■ **Exercise prompt**: Copy out the records that follow, leaving every character as it is.

*** Extracted data Section Begins ***

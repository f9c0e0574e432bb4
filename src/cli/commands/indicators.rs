//! Latest indicator values for one symbol.

use anyhow::{Context, Result};
use chrono::{Duration, Local};
use trading_config::AppConfig;
use trading_core::types::BarSeries;
use trading_data::{clean_bars, CsvDataSource, MarketData, YahooClient};
use trading_indicators::IndicatorFrame;

use crate::cli::IndicatorArgs;

pub async fn run(args: IndicatorArgs, config: &AppConfig) -> Result<()> {
    let symbol = args
        .symbol
        .clone()
        .unwrap_or_else(|| config.trading.symbol.clone());
    let series = load(&args, &symbol, config).await?;
    let Some(last) = series.last() else {
        anyhow::bail!("No bars for {}", symbol);
    };

    let frame = IndicatorFrame::compute(&series, &config.indicators).with_overview(&series);

    println!("{} {} as of {}", symbol, series.timeframe, last.datetime());
    println!(
        "  O {:.2}  H {:.2}  L {:.2}  C {:.2}  V {:.0}",
        last.open, last.high, last.low, last.close, last.volume
    );
    println!("{}", "-".repeat(40));

    let mut names: Vec<&str> = frame.column_names().collect();
    names.sort_unstable();
    for name in names {
        match frame.latest(name) {
            Some(v) => println!("  {:<24} {:>12.4}", name, v),
            None => println!("  {:<24} {:>12}", name, "-"),
        }
    }
    Ok(())
}

async fn load(args: &IndicatorArgs, symbol: &str, config: &AppConfig) -> Result<BarSeries> {
    if let Some(path) = &args.csv {
        let source = CsvDataSource::new(path.clone())
            .with_context(|| format!("Failed to open {}", path.display()))?;
        let bars = clean_bars(source.load_all()?);
        return Ok(BarSeries::from_bars(symbol, args.timeframe, bars).tail(args.lookback));
    }

    let client = YahooClient::new().context("Failed to create market data client")?;
    let mut market = MarketData::new(client, &config.trading.data_dir);
    let series = if args.timeframe.is_intraday() {
        market.latest(symbol, args.timeframe, args.lookback).await
    } else {
        // calendar days covering `lookback` sessions
        let end = Local::now().date_naive();
        let start = end - Duration::days(args.lookback as i64 * 7 / 5 + 10);
        market
            .fetch(symbol, args.timeframe, start, end, true)
            .await
            .map(|s| s.tail(args.lookback))
    };
    series.with_context(|| format!("Failed to load {} {} bars", symbol, args.timeframe))
}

*** Extracted data Section Ends ***

■ **Problem solution**:
repository f9c0e0574e432bb4
filename src/cli/commands/indicators.rs
//! Latest indicator values for one symbol.

use anyhow::{Context, Result};
use chrono::{Duration, Local};
use trading_config::AppConfig;
use trading_core::types::BarSeries;
use trading_data::{clean_bars, CsvDataSource, MarketData, YahooClient};
use trading_indicators::IndicatorFrame;

use crate::cli::IndicatorArgs;

pub async fn run(args: IndicatorArgs, config: &AppConfig) -> Result<()> {
    let symbol = args
        .symbol
        .clone()
        .unwrap_or_else(|| config.trading.symbol.clone());
    let series = load(&args, &symbol, config).await?;
    let Some(last) = series.last() else {
        anyhow::bail!("No bars for {}", symbol);
    };

    let frame = IndicatorFrame::compute(&series, &config.indicators).with_overview(&series);

    println!("{} {} as of {}", symbol, series.timeframe, last.datetime());
    println!(
        "  O {:.2}  H {:.2}  L {:.2}  C {:.2}  V {:.0}",
        last.open, last.high, last.low, last.close, last.volume
    );
    println!("{}", "-".repeat(40));

    let mut names: Vec<&str> = frame.column_names().collect();
    names.sort_unstable();
    for name in names {
        match frame.latest(name) {
            Some(v) => println!("  {:<24} {:>12.4}", name, v),
            None => println!("  {:<24} {:>12}", name, "-"),
        }
    }
    Ok(())
}

async fn load(args: &IndicatorArgs, symbol: &str, config: &AppConfig) -> Result<BarSeries> {
    if let Some(path) = &args.csv {
        let source = CsvDataSource::new(path.clone())
            .with_context(|| format!("Failed to open {}", path.display()))?;
        let bars = clean_bars(source.load_all()?);
        return Ok(BarSeries::from_bars(symbol, args.timeframe, bars).tail(args.lookback));
    }

    let client = YahooClient::new().context("Failed to create market data client")?;
    let mut market = MarketData::new(client, &config.trading.data_dir);
    let series = if args.timeframe.is_intraday() {
        market.latest(symbol, args.timeframe, args.lookback).await
    } else {
        // calendar days covering `lookback` sessions
        let end = Local::now().date_naive();
        let start = end - Duration::days(args.lookback as i64 * 7 / 5 + 10);
        market
            .fetch(symbol, args.timeframe, start, end, true)
            .await
            .map(|s| s.tail(args.lookback))
    };
    series.with_context(|| format!("Failed to load {} {} bars", symbol, args.timeframe))
}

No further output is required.